I love Jabber

I have to say that I'm pretty jealous of talk.google.com - I really, really like Jabber. Having an open and extensible standard like XMPP as the base of your IM solution is pretty awesome. Ever since I wrote that Jabber client for J2ME YEARS ago, I've really liked the XMPP protocol. It's just so easy to use, even from something as lightweight as a J2ME 1.0 client. If you can open a socket, you can use Jabber - that's pretty powerful.

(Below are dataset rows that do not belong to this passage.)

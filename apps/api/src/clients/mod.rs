//! Clients for the two collaborating services: the document parse service
//! and the storage backend. Both sit behind trait seams so the workflow and
//! its tests never depend on a live endpoint.

pub mod parse;
pub mod store;

use std::time::Duration;

use thiserror::Error;

const REQUEST_TIMEOUT: Duration = Duration::from_secs(30);

/// Failure of an outbound service call. `Rejected` is the service's explicit
/// `success: false` envelope; `Transport` is everything that kept a response
/// from arriving or decoding. Both are recoverable at the workflow level.
#[derive(Debug, Clone, PartialEq, Error)]
pub enum ServiceError {
    #[error("service rejected the request: {reason}")]
    Rejected { reason: String },

    #[error("transport error: {0}")]
    Transport(String),
}

impl From<reqwest::Error> for ServiceError {
    fn from(err: reqwest::Error) -> Self {
        ServiceError::Transport(err.to_string())
    }
}

pub(crate) fn build_http_client() -> reqwest::Client {
    reqwest::Client::builder()
        .timeout(REQUEST_TIMEOUT)
        .build()
        .expect("Failed to build HTTP client")
}

#[cfg(test)]
mod tests {
    use super::*;

    #[test]
    fn test_rejected_error_carries_reason() {
        let err = ServiceError::Rejected {
            reason: "No file part".to_string(),
        };
        assert_eq!(err.to_string(), "service rejected the request: No file part");
    }
}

I don't know if you know how it works, but it's pretty wild. You don't send individual XML documents per message, instead you open up a socket and start writing one XML document keeping the socket open the entire time, as you need to send more messages, you keep adding XML stanzas to the document. You do this both on the up and down stream. To end the conversation, you simply end your document's root tag. Now think about this - if you're really just sending a never-ending XML document as the way to make a conversation, then extending this protocol is drop-dead simple. You just add another namespace and include new tags for that namespace in the document. *Poof* - extensible instant messaging and presence. They've got a ton of extension proposals already in the works, including sending forms, multi-user chat, and geolocation. I mean, it's very cool.

I'm not sure how scalable XMPP is, or why Yahoo! hasn't switched to it yet, but I'd love to see us put an XMPP gateway at Y! and start letting people access Yahoo! IM via Jabber as well as via our custom client. Our IM client is amazing (with integrated Music, Search, Webcam and Voice), but choice is always better - and then ISVs could start piggybacking on our stuff as well. You still need a Yahoo! ID, so it's still a win for us... I'm not sure where the decision is kept, but it'd be neat if this turn of events prompted us and MSN and AOL to open up a bit.

Now, let's see what the Goog launches in terms of a client and see what sort of innovation they've added.